How does the smoothness of the kernel impact the result?
What about the size of its support?
Can you explain why some points "flee" the target instead of converging towards the target?
These kernel norms have a long and rich history in mathematics, engineering and imaging sciences. They are known as Sobolev norms in functional analysis, Maximum Mean Discrepancies in statistics, etc. To go further on this topic, you may start with Section 3.2.3 of Geometric data analysis, beyond convolutions. It provides an overview of the main interpretations of kernel norms and many illustrations.

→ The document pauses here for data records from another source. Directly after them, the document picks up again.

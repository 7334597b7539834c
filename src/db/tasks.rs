use rusqlite::types::Value;
use rusqlite::{params, params_from_iter, OptionalExtension, Row};
use uuid::Uuid;

use super::*;
use crate::types::{Task, TaskStatus};

pub(super) const TASK_COLUMNS: &str = "id, finding_id, directive_key, kind, title, detail, location, priority,
     status, scheduled_for, attempts, claimed_at, created_at, completed_at, result, last_error";

/// Pending and due. An absent `scheduled_for` means "due now".
const PENDING_ELIGIBLE: &str =
    "(status = 'pending' AND (scheduled_for IS NULL OR scheduled_for <= :now))";

/// Claimed by an invocation that never finished, with attempts left to spend.
const STALE_RECLAIMABLE: &str = "(status = 'in_progress'
      AND (claimed_at IS NULL OR claimed_at <= :stale_cutoff)
      AND attempts + 1 < :max_attempts)";

pub(super) fn task_from_row(row: &Row<'_>) -> rusqlite::Result<Task> {
    Ok(Task {
        id: row.get(0)?,
        finding_id: row.get(1)?,
        directive_key: row.get(2)?,
        kind: row.get(3)?,
        title: row.get(4)?,
        detail: row.get(5)?,
        location: row.get(6)?,
        priority: row.get(7)?,
        status: row.get(8)?,
        scheduled_for: row.get(9)?,
        attempts: row.get(10)?,
        claimed_at: row.get(11)?,
        created_at: row.get(12)?,
        completed_at: row.get(13)?,
        result: row.get(14)?,
        last_error: row.get(15)?,
    })
}

impl AgentDb {
    // =========================================================================
    // Tasks
    // =========================================================================

    /// Insert a task. Returns `None` when the finding or directive already has
    /// one (unique indexes on `finding_id` and `directive_key`).
    pub fn insert_task(&self, task: &NewTask, now: &str) -> Result<Option<String>, DbError> {
        let id = format!("tsk-{}", Uuid::new_v4());
        let inserted = self.conn.execute(
            "INSERT INTO tasks (id, finding_id, directive_key, kind, title, detail, location,
                 priority, status, scheduled_for, attempts, created_at)
             VALUES (?1, ?2, ?3, ?4, ?5, ?6, ?7, ?8, 'pending', ?9, 0, ?10)
             ON CONFLICT DO NOTHING",
            params![
                id,
                task.finding_id,
                task.directive_key,
                task.kind,
                task.title,
                task.detail,
                task.location,
                task.priority,
                task.scheduled_for,
                now,
            ],
        )?;
        Ok((inserted == 1).then_some(id))
    }

    pub fn get_task(&self, id: &str) -> Result<Option<Task>, DbError> {
        let sql = format!("SELECT {} FROM tasks WHERE id = ?1", TASK_COLUMNS);
        Ok(self.conn.query_row(&sql, params![id], task_from_row).optional()?)
    }

    /// List tasks, most urgent first.
    pub fn list_tasks(&self, status: Option<TaskStatus>, limit: Option<usize>) -> Result<Vec<Task>, DbError> {
        let mut sql = format!("SELECT {} FROM tasks", TASK_COLUMNS);
        let mut values: Vec<Value> = Vec::new();
        if let Some(status) = status {
            values.push(Value::Text(status.as_str().to_string()));
            sql.push_str(" WHERE status = ?1");
        }
        sql.push_str(" ORDER BY priority ASC, created_at ASC, id");
        if let Some(limit) = limit {
            values.push(Value::Integer(limit as i64));
            sql.push_str(&format!(" LIMIT ?{}", values.len()));
        }

        let mut stmt = self.conn.prepare(&sql)?;
        let rows = stmt.query_map(params_from_iter(values.iter()), task_from_row)?;
        let mut tasks = Vec::new();
        for row in rows {
            tasks.push(row?);
        }
        Ok(tasks)
    }

    /// Up to `limit` tasks that may be claimed at `now`: due pending tasks and
    /// stale in-progress ones, ordered by (priority, created_at).
    pub fn select_eligible_tasks(
        &self,
        now: &str,
        stale_cutoff: &str,
        max_attempts: i64,
        limit: usize,
    ) -> Result<Vec<Task>, DbError> {
        let sql = format!(
            "SELECT {} FROM tasks
             WHERE {} OR {}
             ORDER BY priority ASC, created_at ASC, id
             LIMIT :limit",
            TASK_COLUMNS, PENDING_ELIGIBLE, STALE_RECLAIMABLE
        );
        let mut stmt = self.conn.prepare(&sql)?;
        let rows = stmt.query_map(
            rusqlite::named_params! {
                ":now": now,
                ":stale_cutoff": stale_cutoff,
                ":max_attempts": max_attempts,
                ":limit": limit as i64,
            },
            task_from_row,
        )?;
        let mut tasks = Vec::new();
        for row in rows {
            tasks.push(row?);
        }
        Ok(tasks)
    }

    /// Atomically take ownership of a task.
    ///
    /// The update only matches while the task is still eligible, so of any
    /// number of concurrent callers exactly one sees `true`. Reclaiming a
    /// stale task charges the abandoned run as an attempt. A claimed task's
    /// finding moves to in_progress in the same transaction.
    pub fn claim_task(
        &self,
        id: &str,
        now: &str,
        stale_cutoff: &str,
        max_attempts: i64,
    ) -> Result<bool, DbError> {
        self.with_transaction(|db| {
            let sql = format!(
                "UPDATE tasks
                 SET status = 'in_progress',
                     claimed_at = :now,
                     attempts = attempts + CASE WHEN status = 'in_progress' THEN 1 ELSE 0 END
                 WHERE id = :id AND ({} OR {})",
                PENDING_ELIGIBLE, STALE_RECLAIMABLE
            );
            let changed = db.conn.execute(
                &sql,
                rusqlite::named_params! {
                    ":id": id,
                    ":now": now,
                    ":stale_cutoff": stale_cutoff,
                    ":max_attempts": max_attempts,
                },
            )?;
            if changed == 0 {
                return Ok(false);
            }

            db.conn.execute(
                "UPDATE findings SET status = 'in_progress'
                 WHERE status = 'open'
                   AND id = (SELECT finding_id FROM tasks WHERE id = ?1)",
                params![id],
            )?;
            Ok(true)
        })
    }

    /// in_progress → completed.
    pub fn complete_task(&self, id: &str, result: &str, now: &str) -> Result<bool, DbError> {
        let changed = self.conn.execute(
            "UPDATE tasks SET status = 'completed', completed_at = ?2, result = ?3, last_error = NULL
             WHERE id = ?1 AND status = 'in_progress'",
            params![id, now, result],
        )?;
        Ok(changed == 1)
    }

    /// in_progress → failed, charging one attempt.
    ///
    /// A permanent failure exhausts the attempt budget immediately. Once a
    /// task has no attempts left its finding goes back to open for manual
    /// review. Returns the task's attempt count, or `None` if the task was not
    /// in progress.
    pub fn fail_task(
        &self,
        id: &str,
        error: &str,
        permanent: bool,
        max_attempts: i64,
        now: &str,
    ) -> Result<Option<i64>, DbError> {
        self.with_transaction(|db| {
            let changed = db.conn.execute(
                "UPDATE tasks
                 SET status = 'failed',
                     completed_at = ?2,
                     last_error = ?3,
                     attempts = CASE WHEN ?4 THEN MAX(attempts + 1, ?5) ELSE attempts + 1 END
                 WHERE id = ?1 AND status = 'in_progress'",
                params![id, now, error, permanent, max_attempts],
            )?;
            if changed == 0 {
                return Ok(None);
            }

            let (attempts, finding_id): (i64, Option<String>) = db.conn.query_row(
                "SELECT attempts, finding_id FROM tasks WHERE id = ?1",
                params![id],
                |row| Ok((row.get(0)?, row.get(1)?)),
            )?;
            if attempts >= max_attempts {
                if let Some(finding_id) = finding_id {
                    db.reopen_finding(&finding_id)?;
                }
            }
            Ok(Some(attempts))
        })
    }

    /// Fail stale in-progress tasks whose reclaim would use their last
    /// attempt. Returns the ids of the abandoned tasks.
    pub fn sweep_abandoned_tasks(
        &self,
        stale_cutoff: &str,
        max_attempts: i64,
        now: &str,
    ) -> Result<Vec<String>, DbError> {
        self.with_transaction(|db| {
            let ids: Vec<String> = {
                let mut stmt = db.conn.prepare(
                    "SELECT id FROM tasks
                     WHERE status = 'in_progress'
                       AND (claimed_at IS NULL OR claimed_at <= ?1)
                       AND attempts + 1 >= ?2
                     ORDER BY id",
                )?;
                let rows = stmt.query_map(params![stale_cutoff, max_attempts], |row| row.get(0))?;
                let ids = rows.collect::<Result<Vec<String>, _>>()?;
                ids
            };

            for id in &ids {
                db.conn.execute(
                    "UPDATE tasks
                     SET status = 'failed', completed_at = ?2, attempts = attempts + 1,
                         last_error = 'abandoned: exceeded staleness window on final attempt'
                     WHERE id = ?1",
                    params![id, now],
                )?;
                db.conn.execute(
                    "UPDATE findings SET status = 'open'
                     WHERE status = 'in_progress'
                       AND id = (SELECT finding_id FROM tasks WHERE id = ?1)",
                    params![id],
                )?;
            }
            Ok(ids)
        })
    }

    /// Move retryable failures (attempts left) back to pending, eligible
    /// again at `eligible_at`. The attempt counter is left as the failure set it.
    pub fn requeue_retryable_failures(&self, max_attempts: i64, eligible_at: &str) -> Result<usize, DbError> {
        Ok(self.conn.execute(
            "UPDATE tasks
             SET status = 'pending', scheduled_for = ?2, claimed_at = NULL, completed_at = NULL
             WHERE status = 'failed' AND attempts < ?1",
            params![max_attempts, eligible_at],
        )?)
    }

    /// Re-queue one failed task for immediate pickup. Refuses exhausted tasks.
    pub fn requeue_task(&self, id: &str, max_attempts: i64) -> Result<bool, DbError> {
        let changed = self.conn.execute(
            "UPDATE tasks
             SET status = 'pending', scheduled_for = NULL, claimed_at = NULL, completed_at = NULL
             WHERE id = ?1 AND status = 'failed' AND attempts < ?2",
            params![id, max_attempts],
        )?;
        Ok(changed == 1)
    }

    /// Failed tasks that exhausted their attempts and wait on a human.
    pub fn tasks_needing_review(&self, max_attempts: i64) -> Result<Vec<Task>, DbError> {
        let sql = format!(
            "SELECT {} FROM tasks WHERE status = 'failed' AND attempts >= ?1
             ORDER BY completed_at DESC, id",
            TASK_COLUMNS
        );
        let mut stmt = self.conn.prepare(&sql)?;
        let rows = stmt.query_map(params![max_attempts], task_from_row)?;
        let mut tasks = Vec::new();
        for row in rows {
            tasks.push(row?);
        }
        Ok(tasks)
    }

    pub fn count_tasks_with_status(&self, status: TaskStatus) -> Result<i64, DbError> {
        self.count_where("tasks", "status = ?1", status.as_str())
    }
}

Finally, a third family of distances between point clouds relies on (generalized) sorting: the optimal transport problem. We define the OT cost between $X$ and $Y$ as:
\begin{align} \text{Loss}\big(x_1, \dots, x_N~;~ y_1, \dots, y_N\big) ~=~ \frac{1}{2\cdot N} \min_{\text{permutations}~\sigma} \sum_{i=1}^N \|x_i - y_{\sigma(i)}\|^2~. \end{align}Chapter 3 of Geometric data analysis, beyond convolutions provides an accessible introduction to the topic, with numerous illustrations. The GeomLoss library also provides fast and scalable solvers for this optimization problem.
But in this tutorial, we can implement a basic yet robust solver in a few lines of code with:
def softmin(eps, C, G):
return - eps * (G.view(1,N) - C.view(N,N) / eps).logsumexp(dim=1)
def OT_loss(blur=0.05, n_iter=20):
def ot_loss(x_i, y_j):
# The (N,N) cost matrices:
C_xy = squared_distances(x_i, y_j) / 2
C_yx = C_xy.t()
C_xx = squared_distances(x_i, x_i) / 2
C_yy = squared_distances(y_j, y_j) / 2
# Simulated annealing heuristic (aka. epsilon-scaling in operations research):
# let the temperature decrease across iterations, from 1 (=diameter) to the target value
scales = torch.from_numpy(np.geomspace(1., blur, n_iter)).to(device=device, dtype=torch.float32)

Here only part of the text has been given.